In the entries below, find each line with the string "that" and copy it.

=== Source data ===

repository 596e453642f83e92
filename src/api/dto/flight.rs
//! DTOs for the flight endpoints.
//!
//! The same JSON shape travels in both directions:
//!
//! ```json
//! { "id": 1, "from": "VIE", "to": "LHR", "date": "2024-01-01T00:00:00Z" }
//! ```
//!
//! On requests `id` is optional and never trusted: create ignores it and
//! replace overrides it with the path id. `date` may also be sent without an
//! offset (`2024-01-01T00:00:00`) and is echoed back exactly as sent.

use serde::{Deserialize, Serialize};

use crate::domain::entities::{Flight, FlightDate, NewFlight};
use crate::domain::flight_query::FlightFilter;
use crate::error::AppError;

/// Message returned when a request body cannot be parsed into a flight.
pub const INVALID_FLIGHT_MESSAGE: &str = "Object is not a valid Flight.";

/// Wire representation of a flight.
///
/// `id` is `None` for drafts that have never been stored.
#[derive(Debug, Clone, Default, PartialEq, Eq, Serialize, Deserialize)]
pub struct FlightPayload {
    #[serde(default)]
    pub id: Option<i64>,
    pub from: String,
    pub to: String,
    pub date: FlightDate,
}

impl FlightPayload {
    /// Parses an untyped request body.
    ///
    /// # Errors
    ///
    /// Returns [`AppError::MalformedInput`] carrying the parser diagnostic if the
    /// body is not a JSON object of the expected shape.
    pub fn parse(body: &[u8]) -> Result<Self, AppError> {
        serde_json::from_slice(body)
            .map_err(|e| AppError::malformed(INVALID_FLIGHT_MESSAGE, e.to_string()))
    }

    /// Drops the client-supplied id.
    pub fn into_new_flight(self) -> NewFlight {
        NewFlight {
            from: self.from,
            to: self.to,
            date: self.date,
        }
    }
}

impl From<Flight> for FlightPayload {
    fn from(flight: Flight) -> Self {
        Self {
            id: Some(flight.id),
            from: flight.from,
            to: flight.to,
            date: flight.date,
        }
    }
}

/// Query parameters for `GET /flights`.
#[derive(Debug, Default, PartialEq, Eq)]
pub struct FlightListQuery {
    pub from: Option<String>,
    pub to: Option<String>,
}

impl FlightListQuery {
    /// Picks `from` and `to` out of decoded query pairs.
    ///
    /// Never fails: unknown keys are skipped and a repeated key keeps its
    /// first value.
    pub fn from_pairs<I>(pairs: I) -> Self
    where
        I: IntoIterator<Item = (String, String)>,
    {
        let mut query = Self::default();
        for (key, value) in pairs {
            let slot = match key.as_str() {
                "from" => &mut query.from,
                "to" => &mut query.to,
                _ => continue,
            };
            if slot.is_none() {
                *slot = Some(value);
            }
        }
        query
    }
}

impl From<FlightListQuery> for FlightFilter {
    fn from(query: FlightListQuery) -> Self {
        FlightFilter::new(query.from, query.to)
    }
}
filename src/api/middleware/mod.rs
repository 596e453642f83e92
//! HTTP middleware for request processing.
//!
//! Provides observability middleware.

pub mod tracing;
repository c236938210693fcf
/// Render parameters driven by the control sidebar
///
/// This struct holds the four scalars the sliders control. The values are
/// copied verbatim into the shader uniform buffer on every draw, and
/// serialized to JSON so a session can be restored on the next launch.
use serde::{Deserialize, Serialize};

/// Inclusive range of the three color-mix sliders.
pub const COLOR_RANGE: std::ops::RangeInclusive<f32> = 0.0..=1.0;

/// Deepest reflection bounce the tracer will follow.
pub const MAX_TRACE_DEPTH: i32 = 8;

/// All parameters forwarded to the ray tracing shader
#[derive(Serialize, Deserialize, Debug, Clone, Copy, PartialEq)]
pub struct RenderParams {
    /// Red mix intensity (0.0 to 1.0)
    pub red: f32,

    /// Green mix intensity (0.0 to 1.0)
    pub green: f32,

    /// Blue mix intensity (0.0 to 1.0)
    pub blue: f32,

    /// Reflection trace depth (0 to 8)
    /// - 0 renders primary rays only
    /// - Each extra step allows one more mirror bounce
    pub depth: i32,
}

impl Default for RenderParams {
    /// The startup mix: a cool, blue-heavy image with no reflections
    fn default() -> Self {
        Self {
            red: 0.1,
            green: 0.1,
            blue: 0.9,
            depth: 0,
        }
    }
}

impl RenderParams {
    /// Force every field back into its slider-defined range.
    /// Out-of-range values can only come from a stale or hand-edited
    /// session file; they are clamped rather than rejected.
    pub fn clamped(self) -> Self {
        Self {
            red: self.red.clamp(*COLOR_RANGE.start(), *COLOR_RANGE.end()),
            green: self.green.clamp(*COLOR_RANGE.start(), *COLOR_RANGE.end()),
            blue: self.blue.clamp(*COLOR_RANGE.start(), *COLOR_RANGE.end()),
            depth: self.depth.clamp(0, MAX_TRACE_DEPTH),
        }
    }

    /// Check if all values are at their startup defaults
    pub fn is_default(&self) -> bool {
        *self == Self::default()
    }

    /// Reset all sliders to their startup defaults
    pub fn reset(&mut self) {
        *self = Self::default();
    }
}

#[cfg(test)]
mod tests {
    use super::*;

    #[test]
    fn test_defaults_match_startup_values() {
        let params = RenderParams::default();
        assert_eq!(params.red, 0.1);
        assert_eq!(params.green, 0.1);
        assert_eq!(params.blue, 0.9);
        assert_eq!(params.depth, 0);
        assert!(params.is_default());
    }

    #[test]
    fn test_clamped_forces_slider_ranges() {
        let params = RenderParams {
            red: -0.5,
            green: 1.5,
            blue: 0.3,
            depth: 99,
        }
        .clamped();

        assert_eq!(params.red, 0.0);
        assert_eq!(params.green, 1.0);
        assert_eq!(params.blue, 0.3);
        assert_eq!(params.depth, MAX_TRACE_DEPTH);

        let negative_depth = RenderParams {
            depth: -3,
            ..RenderParams::default()
        }
        .clamped();
        assert_eq!(negative_depth.depth, 0);
    }

    #[test]
    fn test_clamped_keeps_in_range_values() {
        let params = RenderParams {
            red: 0.4,
            green: 0.6,
            blue: 1.0,
            depth: 5,
        };
        assert_eq!(params.clamped(), params);
    }

    #[test]
    fn test_serialization_round_trip() {
        let mut params = RenderParams::default();
        params.red = 0.7;
        params.depth = 3;

        let json = serde_json::to_string(&params).unwrap();
        let restored: RenderParams = serde_json::from_str(&json).unwrap();

        assert_eq!(params, restored);
        assert!(!restored.is_default());
    }

    #[test]
    fn test_reset() {
        let mut params = RenderParams::default();
        params.blue = 0.2;
        params.depth = 4;

        assert!(!params.is_default());

        params.reset();

        assert!(params.is_default());
    }
}
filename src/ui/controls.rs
/// The control sidebar
///
/// Three color-mix sliders, the trace depth slider, and the session
/// buttons. Every slider change is forwarded as a message that ends in a
/// uniform upload and a redraw.
use iced::widget::{button, column, row, slider, text};
use iced::{Element, Length};

use crate::state::params::{RenderParams, COLOR_RANGE, MAX_TRACE_DEPTH};
use crate::Message;

/// Width reserved for the sidebar, in logical pixels
pub const SIDEBAR_WIDTH: f32 = 300.0;

/// Build the sidebar for the current slider state.
/// The buttons stay disabled until the pipeline is ready.
pub fn view<'a>(params: &RenderParams, status: &'a str, ready: bool) -> Element<'a, Message> {
    let depth_slider = column![
        text(format!("Trace depth: {}", params.depth)).size(14),
        slider(
            0.0..=MAX_TRACE_DEPTH as f32,
            params.depth as f32,
            |value| Message::DepthChanged(value.round() as i32),
        )
        .step(1.0),
    ]
    .spacing(4);

    let buttons = row![
        button("Export PNG").on_press_maybe(ready.then_some(Message::ExportFrame)),
        button("Open Shader…").on_press_maybe(ready.then_some(Message::OpenShader)),
    ]
    .spacing(8);

    column![
        text("Ray Viewer").size(28),
        color_slider("Red", params.red, Message::RedChanged),
        color_slider("Green", params.green, Message::GreenChanged),
        color_slider("Blue", params.blue, Message::BlueChanged),
        depth_slider,
        button("Reset").on_press_maybe((!params.is_default()).then_some(Message::ResetParams)),
        buttons,
        text(status).size(14),
    ]
    .spacing(16)
    .padding(16)
    .width(Length::Fixed(SIDEBAR_WIDTH))
    .into()
}

fn color_slider<'a>(
    label: &'a str,
    value: f32,
    on_change: fn(f32) -> Message,
) -> Element<'a, Message> {
    column![
        text(format!("{label}: {value:.2}")).size(14),
        slider(COLOR_RANGE, value, on_change).step(0.01),
    ]
    .spacing(4)
    .into()
}
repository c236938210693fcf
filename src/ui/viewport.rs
/// The rendered-frame viewport
///
/// Displays the latest offscreen frame through an image widget, and owns
/// the rule for picking the offscreen resolution from the window size.
use iced::widget::{container, image, text};
use iced::{ContentFit, Element, Length};

use crate::Message;

use super::controls::SIDEBAR_WIDTH;

/// Interactive renders are capped at this width so slider drags stay
/// cheap; exports render wider.
pub const MAX_RENDER_WIDTH: u32 = 1920;

/// Show the latest frame, or a placeholder while shaders compile
pub fn view(frame: Option<&image::Handle>) -> Element<'static, Message> {
    let content: Element<'static, Message> = match frame {
        Some(handle) => image(handle.clone())
            .content_fit(ContentFit::Contain)
            .width(Length::Fill)
            .height(Length::Fill)
            .into(),
        None => text("Compiling shaders…").size(18).into(),
    };

    container(content)
        .width(Length::Fill)
        .height(Length::Fill)
        .center_x(Length::Fill)
        .center_y(Length::Fill)
        .into()
}

/// Offscreen resolution for a given window size: the area left of the
/// sidebar, shrunk uniformly until it fits under MAX_RENDER_WIDTH.
pub fn render_size(window_width: f32, window_height: f32) -> (u32, u32) {
    let mut width = (window_width - SIDEBAR_WIDTH).max(1.0);
    let mut height = window_height.max(1.0);

    if width > MAX_RENDER_WIDTH as f32 {
        height = height * MAX_RENDER_WIDTH as f32 / width;
        width = MAX_RENDER_WIDTH as f32;
    }

    ((width as u32).max(1), (height as u32).max(1))
}

#[cfg(test)]
mod tests {
    use super::*;

    #[test]
    fn test_render_size_subtracts_sidebar() {
        let (width, height) = render_size(1180.0, 760.0);
        assert_eq!(width, 1180 - SIDEBAR_WIDTH as u32);
        assert_eq!(height, 760);
    }

    #[test]
    fn test_render_size_caps_width_and_keeps_aspect() {
        let (width, height) = render_size(4300.0, 2000.0);
        assert_eq!(width, MAX_RENDER_WIDTH);

        // Aspect ratio of the visible area survives the cap
        let visible = 4300.0 - SIDEBAR_WIDTH;
        let expected = (2000.0 * MAX_RENDER_WIDTH as f32 / visible) as u32;
        assert_eq!(height, expected);
    }

    #[test]
    fn test_render_size_never_hits_zero() {
        assert_eq!(render_size(0.0, 0.0), (1, 1));
        assert_eq!(render_size(SIDEBAR_WIDTH, 500.0), (1, 500));
    }
}
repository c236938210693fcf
/// Uniform state shared with the fragment shader
///
/// The camera and light are fixed for the lifetime of the process; only
/// the color mix, trace depth and viewport scale change between frames.
/// `SceneUniforms` must match the WGSL struct layout with proper alignment.
use bytemuck::{Pod, Zeroable};
use cgmath::{Vector2, Vector3};

use crate::state::params::RenderParams;

/// The fixed demo camera: on the negative Z axis, looking at the origin
#[derive(Debug, Clone, Copy)]
pub struct Camera {
    pub position: Vector3<f32>,
    pub up: Vector3<f32>,
    pub side: Vector3<f32>,
    pub view: Vector3<f32>,
}

impl Default for Camera {
    fn default() -> Self {
        Self {
            position: Vector3::new(0.0, 0.0, -7.5),
            up: Vector3::unit_y(),
            side: Vector3::unit_x(),
            view: Vector3::unit_z(),
        }
    }
}

impl Camera {
    /// Per-axis ray scale that keeps the image square on any viewport:
    /// x stays 1.0, y carries the aspect ratio
    pub fn viewport_scale(viewport: (u32, u32)) -> Vector2<f32> {
        let (width, height) = viewport;
        Vector2::new(1.0, height.max(1) as f32 / width.max(1) as f32)
    }
}

/// The fixed demo point light
#[derive(Debug, Clone, Copy)]
pub struct Light {
    pub position: Vector3<f32>,
}

impl Default for Light {
    fn default() -> Self {
        Self {
            position: Vector3::new(2.0, 0.0, -4.0),
        }
    }
}

/// GPU-side uniform block. Field order, padding and total size must match
/// the `SceneUniforms` struct in the fragment shader (vec3 aligns to 16).
#[repr(C)]
#[derive(Debug, Clone, Copy, Pod, Zeroable)]
pub struct SceneUniforms {
    camera_position: [f32; 3],
    _pad0: f32,
    camera_up: [f32; 3],
    _pad1: f32,
    camera_side: [f32; 3],
    _pad2: f32,
    camera_view: [f32; 3],
    _pad3: f32,
    light_position: [f32; 3],
    _pad4: f32,
    color_mix: [f32; 3],
    _pad5: f32,
    viewport_scale: [f32; 2],
    trace_depth: u32,
    _pad6: u32,
}

impl SceneUniforms {
    /// Assemble the per-frame uniform block
    pub fn new(camera: &Camera, light: &Light, params: &RenderParams, viewport: (u32, u32)) -> Self {
        let scale = Camera::viewport_scale(viewport);

        Self {
            camera_position: camera.position.into(),
            _pad0: 0.0,
            camera_up: camera.up.into(),
            _pad1: 0.0,
            camera_side: camera.side.into(),
            _pad2: 0.0,
            camera_view: camera.view.into(),
            _pad3: 0.0,
            light_position: light.position.into(),
            _pad4: 0.0,
            color_mix: [params.red, params.green, params.blue],
            _pad5: 0.0,
            viewport_scale: scale.into(),
            trace_depth: params.depth.max(0) as u32,
            _pad6: 0,
        }
    }
}

#[cfg(test)]
mod tests {
    use super::*;

    #[test]
    fn test_uniform_block_matches_wgsl_layout() {
        // Five padded vec3s for camera and light, one for the mix, then
        // vec2 + u32 + pad: 7 * 16 = 112 bytes
        assert_eq!(std::mem::size_of::<SceneUniforms>(), 112);
        assert_eq!(std::mem::size_of::<SceneUniforms>() % 16, 0);
    }

    #[test]
    fn test_params_are_copied_verbatim() {
        let params = RenderParams {
            red: 0.25,
            green: 0.5,
            blue: 0.75,
            depth: 3,
        };

        let uniforms = SceneUniforms::new(
            &Camera::default(),
            &Light::default(),
            &params,
            (1920, 1080),
        );

        assert_eq!(uniforms.color_mix, [0.25, 0.5, 0.75]);
        assert_eq!(uniforms.trace_depth, 3);
        assert_eq!(uniforms.camera_position, [0.0, 0.0, -7.5]);
        assert_eq!(uniforms.light_position, [2.0, 0.0, -4.0]);
    }

    #[test]
    fn test_negative_depth_uploads_as_zero() {
        let params = RenderParams {
            depth: -2,
            ..RenderParams::default()
        };

        let uniforms =
            SceneUniforms::new(&Camera::default(), &Light::default(), &params, (640, 480));

        assert_eq!(uniforms.trace_depth, 0);
    }

    #[test]
    fn test_viewport_scale_carries_aspect_ratio() {
        let scale = Camera::viewport_scale((1920, 1080));
        assert_eq!(scale, Vector2::new(1.0, 0.5625));

        let square = Camera::viewport_scale((512, 512));
        assert_eq!(square, Vector2::new(1.0, 1.0));
    }

    #[test]
    fn test_zero_viewport_does_not_divide_by_zero() {
        let scale = Camera::viewport_scale((0, 0));
        assert!(scale.y.is_finite());
        assert_eq!(scale, Vector2::new(1.0, 1.0));
    }
}
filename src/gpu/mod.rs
/// GPU ray tracing module
///
/// This module owns everything that talks to the GPU:
/// - `shaders.rs` - loading the WGSL sources from disk
/// - `uniforms.rs` - the uniform block shared with the fragment shader
/// - `pipeline.rs` - wgpu device, pipeline and offscreen rendering
///
/// The pipeline draws a single fullscreen triangle; the fragment shader
/// performs the actual ray tracing. Host code never intersects a ray.

pub mod pipeline;
pub mod shaders;
pub mod uniforms;

pub use pipeline::{GpuError, RenderPipeline};
pub use shaders::{ShaderError, ShaderSet};
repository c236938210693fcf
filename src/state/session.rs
/// Session persistence for the slider state
///
/// The current render parameters are written to a small JSON file in the
/// user's config directory after every change, and restored (clamped) on
/// the next launch. A missing or corrupt file falls back to the defaults
/// with a logged warning, never an error dialog.
use std::fs;
use std::io;
use std::path::{Path, PathBuf};

use chrono::{DateTime, Utc};
use serde::{Deserialize, Serialize};
use thiserror::Error;

use super::params::RenderParams;

#[derive(Debug, Error)]
pub enum SessionError {
    #[error("failed to access session file {path}: {source}")]
    Io {
        path: PathBuf,
        #[source]
        source: io::Error,
    },

    #[error("session file {path} is not valid JSON: {source}")]
    Parse {
        path: PathBuf,
        #[source]
        source: serde_json::Error,
    },
}

/// On-disk layout of the session file
#[derive(Debug, Serialize, Deserialize)]
struct SessionFile {
    /// When the session was last written
    saved_at: DateTime<Utc>,
    /// The slider state to restore
    params: RenderParams,
}

/// Loads and saves the session file.
///
/// The file lives in the user's config directory:
/// - Linux: ~/.config/ray-viewer/session.json
/// - macOS: ~/Library/Application Support/ray-viewer/session.json
/// - Windows: %APPDATA%\ray-viewer\session.json
pub struct SessionStore {
    path: PathBuf,
}

impl SessionStore {
    /// Create a store pointing at the per-user session file
    pub fn new() -> Self {
        let mut path = dirs::config_dir()
            .or_else(dirs::home_dir)
            .unwrap_or_else(|| PathBuf::from("."));

        path.push("ray-viewer");
        path.push("session.json");

        Self { path }
    }

    /// Create a store at an explicit path
    pub fn at_path(path: impl Into<PathBuf>) -> Self {
        Self { path: path.into() }
    }

    /// The file this store reads and writes
    pub fn path(&self) -> &Path {
        &self.path
    }

    /// Read the saved parameters. `Ok(None)` means no session file exists.
    pub fn load(&self) -> Result<Option<RenderParams>, SessionError> {
        if !self.path.exists() {
            return Ok(None);
        }

        let contents = fs::read_to_string(&self.path).map_err(|source| SessionError::Io {
            path: self.path.clone(),
            source,
        })?;

        let file: SessionFile =
            serde_json::from_str(&contents).map_err(|source| SessionError::Parse {
                path: self.path.clone(),
                source,
            })?;

        Ok(Some(file.params))
    }

    /// Read the saved parameters, falling back to defaults on any failure.
    /// Restored values are clamped back into their slider ranges.
    pub fn load_or_default(&self) -> RenderParams {
        match self.load() {
            Ok(Some(params)) => params.clamped(),
            Ok(None) => RenderParams::default(),
            Err(e) => {
                log::warn!("ignoring session file: {e}");
                RenderParams::default()
            }
        }
    }

    /// Write the current parameters, creating the directory if needed
    pub fn save(&self, params: &RenderParams) -> Result<(), SessionError> {
        if let Some(parent) = self.path.parent() {
            fs::create_dir_all(parent).map_err(|source| SessionError::Io {
                path: self.path.clone(),
                source,
            })?;
        }

        let file = SessionFile {
            saved_at: Utc::now(),
            params: *params,
        };

        // SessionFile only holds plain scalars, so serialization cannot fail
        let json = serde_json::to_string_pretty(&file).expect("session file is always serializable");

        fs::write(&self.path, json).map_err(|source| SessionError::Io {
            path: self.path.clone(),
            source,
        })
    }
}

#[cfg(test)]
mod tests {
    use super::*;

    #[test]
    fn test_save_and_load_round_trip() {
        let dir = tempfile::tempdir().unwrap();
        let store = SessionStore::at_path(dir.path().join("session.json"));

        let params = RenderParams {
            red: 0.3,
            green: 0.8,
            blue: 0.5,
            depth: 2,
        };

        store.save(&params).unwrap();
        let restored = store.load().unwrap();

        assert_eq!(restored, Some(params));
    }

    #[test]
    fn test_load_missing_file_is_none() {
        let dir = tempfile::tempdir().unwrap();
        let store = SessionStore::at_path(dir.path().join("missing.json"));

        assert_eq!(store.load().unwrap(), None);
        assert!(store.load_or_default().is_default());
    }

    #[test]
    fn test_corrupt_file_falls_back_to_defaults() {
        let dir = tempfile::tempdir().unwrap();
        let path = dir.path().join("session.json");
        fs::write(&path, "not json at all").unwrap();

        let store = SessionStore::at_path(&path);

        assert!(matches!(store.load(), Err(SessionError::Parse { .. })));
        assert!(store.load_or_default().is_default());
    }

    #[test]
    fn test_out_of_range_session_values_are_clamped() {
        let dir = tempfile::tempdir().unwrap();
        let path = dir.path().join("session.json");
        fs::write(
            &path,
            r#"{
                "saved_at": "2024-01-01T00:00:00Z",
                "params": { "red": 7.0, "green": -1.0, "blue": 0.5, "depth": 50 }
            }"#,
        )
        .unwrap();

        let store = SessionStore::at_path(&path);
        let params = store.load_or_default();

        assert_eq!(params.red, 1.0);
        assert_eq!(params.green, 0.0);
        assert_eq!(params.blue, 0.5);
        assert_eq!(params.depth, crate::state::params::MAX_TRACE_DEPTH);
    }

    #[test]
    fn test_save_creates_parent_directory() {
        let dir = tempfile::tempdir().unwrap();
        let store = SessionStore::at_path(dir.path().join("nested").join("session.json"));

        store.save(&RenderParams::default()).unwrap();

        assert!(store.path().exists());
    }
}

===

> [Solution for this problem]:
/// `id` is `None` for drafts that have never been stored.
/// buttons. Every slider change is forwarded as a message that ends in a
    /// Per-axis ray scale that keeps the image square on any viewport:
/// This module owns everything that talks to the GPU:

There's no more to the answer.